I’m working very hard on giving myself permission to make bad art...



For the last few months, I’ve been working towards making sketching an integral part of my practise. In the last 10 days alone, I’ve done 70 odd pieces outside, on location at the beach, the harbour and the woods.

Not 70 masterpieces I hasten to add.. more than a few are only fit for the bin. (These are the ones I plan to have a lot of fun playing about on top of them in my little kitchen studio.. waste not, want not)


Why? Well, firstly for years I have been wanted to reintroduce and relearn drawing and watercolour. This where I cut my teeth as an artist.. until my mid thirties I’d barely touched a canvas.
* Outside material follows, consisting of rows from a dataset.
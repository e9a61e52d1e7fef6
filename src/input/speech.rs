//! Speech producer
//!
//! Supervises a [`SpeechRecognizer`] so it keeps listening: transcripts are
//! republished as [`SourceEvent::Transcript`], listening state is tracked and
//! the recognizer is restarted whenever it ends on its own.

use std::collections::VecDeque;
use std::io::{self, BufRead};
use std::thread;
use std::time::Duration;

use futures::FutureExt;
use futures::future::BoxFuture;
use tokio::runtime::Handle;
use tokio::sync::mpsc::{self, UnboundedReceiver, UnboundedSender};
use tokio::sync::oneshot;
use tracing::{debug, info, warn};

use super::collector::SourceSender;
use super::events::{SourceEvent, SourceKind};
use super::source::{SourceError, SourceHandle, report_unavailable};

/// Event emitted by a recognizer engine
#[derive(Debug, Clone, PartialEq, Eq)]
pub enum RecognizerEvent {
    Started,
    /// A finalized result
    Transcript(String),
    Error(String),
    /// Stopped listening, typically after silence
    Ended,
    /// The engine is gone and will not produce more events
    Closed,
}

/// Continuous speech-to-text engine
pub trait SpeechRecognizer: Send {
    fn name(&self) -> &str;

    /// Begins listening; may be called again after [`RecognizerEvent::Ended`]
    fn start(&mut self) -> Result<(), SourceError>;

    fn next_event(&mut self) -> BoxFuture<'_, RecognizerEvent>;

    /// Stops listening and releases the microphone
    fn stop(&mut self);
}

/// Runs a recognizer on the runtime and keeps it listening
pub fn spawn_speech_source(
    mut recognizer: Box<dyn SpeechRecognizer>,
    restart_delay: Duration,
    events: SourceSender,
    runtime: &Handle,
) -> SourceHandle {
    let (shutdown_tx, mut shutdown_rx) = oneshot::channel::<()>();

    let task = runtime.spawn(async move {
        if let Err(e) = recognizer.start() {
            warn!(recognizer = recognizer.name(), error = %e, "Failed to start speech recognition");
            report_unavailable(&events, SourceKind::Speech, e.to_string());
            return;
        }
        info!(recognizer = recognizer.name(), "Speech source started");
        let _ = events.send(SourceEvent::Available(SourceKind::Speech));

        loop {
            let event = tokio::select! {
                _ = &mut shutdown_rx => break,
                event = recognizer.next_event() => event,
            };

            let published = match event {
                RecognizerEvent::Started => events.send(SourceEvent::Listening(true)),
                RecognizerEvent::Transcript(text) => {
                    let text = text.trim();
                    if text.is_empty() {
                        continue;
                    }
                    debug!(transcript = text, "Speech transcript");
                    events.send(SourceEvent::Transcript(text.to_string()))
                }
                RecognizerEvent::Error(error) => {
                    warn!(recognizer = recognizer.name(), %error, "Speech recognition error");
                    events.send(SourceEvent::Listening(false))
                }
                RecognizerEvent::Ended => {
                    let _ = events.send(SourceEvent::Listening(false));

                    tokio::select! {
                        _ = &mut shutdown_rx => break,
                        _ = tokio::time::sleep(restart_delay) => {}
                    }

                    if let Err(e) = recognizer.start() {
                        warn!(recognizer = recognizer.name(), error = %e, "Failed to restart speech recognition");
                        report_unavailable(&events, SourceKind::Speech, e.to_string());
                        break;
                    }
                    debug!("Speech recognition restarted");
                    Ok(())
                }
                RecognizerEvent::Closed => {
                    let _ = events.send(SourceEvent::Listening(false));
                    report_unavailable(&events, SourceKind::Speech, "recognizer closed");
                    break;
                }
            };

            if published.is_err() {
                debug!("Source channel closed");
                break;
            }
        }

        recognizer.stop();
        info!(recognizer = recognizer.name(), "Speech source released");
    });

    SourceHandle::new(SourceKind::Speech, shutdown_tx, task)
}

/// Recognizer driven through a channel of engine events
///
/// Each successful `start` queues a [`RecognizerEvent::Started`].
pub struct ChannelRecognizer {
    events: UnboundedReceiver<RecognizerEvent>,
    pending: VecDeque<RecognizerEvent>,
    start_failure: Option<String>,
    starts: u32,
}

impl ChannelRecognizer {
    pub fn new() -> (Self, UnboundedSender<RecognizerEvent>) {
        let (sender, events) = mpsc::unbounded_channel();
        (
            Self {
                events,
                pending: VecDeque::new(),
                start_failure: None,
                starts: 0,
            },
            sender,
        )
    }

    /// Recognizer whose every `start` fails with the given reason
    pub fn failing(reason: impl Into<String>) -> Self {
        let (mut recognizer, _sender) = Self::new();
        recognizer.start_failure = Some(reason.into());
        recognizer
    }

    pub fn starts(&self) -> u32 {
        self.starts
    }
}

impl SpeechRecognizer for ChannelRecognizer {
    fn name(&self) -> &str {
        "channel"
    }

    fn start(&mut self) -> Result<(), SourceError> {
        if let Some(reason) = &self.start_failure {
            return Err(SourceError::Start {
                kind: SourceKind::Speech,
                reason: reason.clone(),
            });
        }
        self.starts += 1;
        self.pending.push_back(RecognizerEvent::Started);
        Ok(())
    }

    fn next_event(&mut self) -> BoxFuture<'_, RecognizerEvent> {
        async move {
            if let Some(event) = self.pending.pop_front() {
                return event;
            }
            self.events.recv().await.unwrap_or(RecognizerEvent::Closed)
        }
        .boxed()
    }

    fn stop(&mut self) {
        self.events.close();
    }
}

/// Treats each line of a reader (stdin by default) as a finalized transcript
///
/// Lines are read on a detached thread, so a reader blocked with no input
/// never holds up the runtime's shutdown.
pub struct LineRecognizer {
    reader: Option<Box<dyn BufRead + Send>>,
    lines: Option<UnboundedReceiver<RecognizerEvent>>,
    started: bool,
}

impl LineRecognizer {
    pub fn new(reader: impl BufRead + Send + 'static) -> Self {
        Self {
            reader: Some(Box::new(reader)),
            lines: None,
            started: false,
        }
    }

    pub fn stdin() -> Self {
        Self::new(io::BufReader::new(io::stdin()))
    }
}

fn forward_lines(reader: impl BufRead, sender: UnboundedSender<RecognizerEvent>) {
    for line in reader.lines() {
        let event = match line {
            Ok(line) => RecognizerEvent::Transcript(line),
            Err(e) => {
                let _ = sender.send(RecognizerEvent::Error(e.to_string()));
                break;
            }
        };
        if sender.send(event).is_err() {
            break;
        }
    }
}

impl SpeechRecognizer for LineRecognizer {
    fn name(&self) -> &str {
        "lines"
    }

    fn start(&mut self) -> Result<(), SourceError> {
        if let Some(reader) = self.reader.take() {
            let (sender, lines) = mpsc::unbounded_channel();
            thread::Builder::new()
                .name("line-reader".to_string())
                .spawn(move || forward_lines(reader, sender))?;
            self.lines = Some(lines);
        }
        self.started = true;
        Ok(())
    }

    fn next_event(&mut self) -> BoxFuture<'_, RecognizerEvent> {
        async move {
            if std::mem::take(&mut self.started) {
                return RecognizerEvent::Started;
            }
            let Some(lines) = self.lines.as_mut() else {
                return RecognizerEvent::Closed;
            };
            lines.recv().await.unwrap_or(RecognizerEvent::Closed)
        }
        .boxed()
    }

    fn stop(&mut self) {
        // The reader thread exits on its next send
        self.lines = None;
    }
}

#[cfg(test)]
mod tests {
    use std::time::Instant;

    use super::*;
    use crate::input::InputCollector;

    async fn settle() {
        for _ in 0..20 {
            tokio::task::yield_now().await;
        }
    }

    #[tokio::test]
    async fn test_transcripts_and_listening() {
        let (mut collector, events) = InputCollector::channel();
        let (recognizer, engine) = ChannelRecognizer::new();
        let handle = spawn_speech_source(
            Box::new(recognizer),
            Duration::from_millis(100),
            events,
            &Handle::current(),
        );

        engine
            .send(RecognizerEvent::Transcript("  change color to gold ".to_string()))
            .unwrap();
        engine
            .send(RecognizerEvent::Transcript("   ".to_string()))
            .unwrap();
        settle().await;

        collector.collect(Instant::now());
        let state = collector.state();
        assert!(state.speech_available);
        assert!(state.listening);
        assert_eq!(state.utterances, vec!["change color to gold".to_string()]);

        handle.shutdown().await;
    }

    #[tokio::test]
    async fn test_error_clears_listening() {
        let (mut collector, events) = InputCollector::channel();
        let (recognizer, engine) = ChannelRecognizer::new();
        let handle = spawn_speech_source(
            Box::new(recognizer),
            Duration::from_millis(100),
            events,
            &Handle::current(),
        );

        engine
            .send(RecognizerEvent::Error("network".to_string()))
            .unwrap();
        settle().await;

        collector.collect(Instant::now());
        assert!(!collector.state().listening);
        assert!(collector.state().speech_available);

        handle.shutdown().await;
    }

    #[tokio::test(start_paused = true)]
    async fn test_restarts_after_end() {
        let (mut collector, events) = InputCollector::channel();
        let (recognizer, engine) = ChannelRecognizer::new();
        let handle = spawn_speech_source(
            Box::new(recognizer),
            Duration::from_millis(100),
            events,
            &Handle::current(),
        );

        engine.send(RecognizerEvent::Ended).unwrap();
        settle().await;
        collector.collect(Instant::now());
        assert!(!collector.state().listening);

        tokio::time::sleep(Duration::from_millis(150)).await;
        settle().await;
        collector.collect(Instant::now());
        assert!(collector.state().listening);

        handle.shutdown().await;
    }

    #[tokio::test]
    async fn test_start_failure_reports_unavailable() {
        let (mut collector, events) = InputCollector::channel();
        let handle = spawn_speech_source(
            Box::new(ChannelRecognizer::failing("no microphone")),
            Duration::from_millis(100),
            events,
            &Handle::current(),
        );
        handle.shutdown().await;

        collector.collect(Instant::now());
        assert!(!collector.state().speech_available);
        assert!(!collector.state().listening);
    }

    #[tokio::test]
    async fn test_closed_engine_ends_source() {
        let (mut collector, events) = InputCollector::channel();
        let (recognizer, engine) = ChannelRecognizer::new();
        let handle = spawn_speech_source(
            Box::new(recognizer),
            Duration::from_millis(100),
            events,
            &Handle::current(),
        );

        drop(engine);
        while !handle.is_finished() {
            tokio::task::yield_now().await;
        }
        handle.shutdown().await;

        collector.collect(Instant::now());
        assert!(!collector.state().speech_available);
    }

    #[tokio::test]
    async fn test_line_reader_publishes_lines_then_closes() {
        let (mut collector, events) = InputCollector::channel();
        let reader = io::Cursor::new("restart\n   \n change color to gold \n");
        let handle = spawn_speech_source(
            Box::new(LineRecognizer::new(reader)),
            Duration::from_millis(100),
            events,
            &Handle::current(),
        );

        while !handle.is_finished() {
            tokio::task::yield_now().await;
        }
        handle.shutdown().await;

        collector.collect(Instant::now());
        let state = collector.state();
        assert_eq!(
            state.utterances,
            vec!["restart".to_string(), "change color to gold".to_string()]
        );
        assert!(!state.speech_available);
    }

    /// Reader that blocks forever, like stdin with nothing piped in
    struct SilentReader;

    impl io::Read for SilentReader {
        fn read(&mut self, _buf: &mut [u8]) -> io::Result<usize> {
            loop {
                thread::park();
            }
        }
    }

    #[test]
    fn test_blocked_reader_does_not_hold_runtime() {
        let runtime = tokio::runtime::Builder::new_current_thread()
            .enable_all()
            .build()
            .unwrap();

        runtime.block_on(async {
            let (_collector, events) = InputCollector::channel();
            let handle = spawn_speech_source(
                Box::new(LineRecognizer::new(io::BufReader::new(SilentReader))),
                Duration::from_millis(100),
                events,
                &Handle::current(),
            );
            tokio::task::yield_now().await;
            handle.shutdown().await;
        });

        // Returns only if no task is stuck in a blocking read
        drop(runtime);
    }

    #[test]
    fn test_channel_recognizer_counts_starts() {
        let (mut recognizer, _engine) = ChannelRecognizer::new();
        recognizer.start().unwrap();
        recognizer.start().unwrap();
        assert_eq!(recognizer.starts(), 2);
        assert!(ChannelRecognizer::failing("x").start().is_err());
    }
}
At various points in my twenties I made my living selling watercolours, pen and ink in outdoor markets abroad.. New Zealand, France, Australia. Sketching was a big part of my architecture education - back in the 90s being able to communicate confidently with a pencil in 3d was a core skill at the art colleges I attended, before the days of CAD. We would be taken to Berlin, Barcelona, Budapest and let loose in the city for a week with orders to come back with reams of observational drawings and paintings. It gave me a love of what is now called ‘urban sketching’. ( and I'd like to show you examples but I genuinely cnat find them without spending hours!)


But that habit fell beside the wayside when I started painting in acrylics and oils. I would still take my drawing materials on holiday, and for the odd day out, but as the years passed my skills got rustier and rustier. Until drawing, once my superweapon that got me a good few jobs in architecture (not all architects can rustle up a 3d sketch of a design instantly apparently) was now the least used tool in my toolbox.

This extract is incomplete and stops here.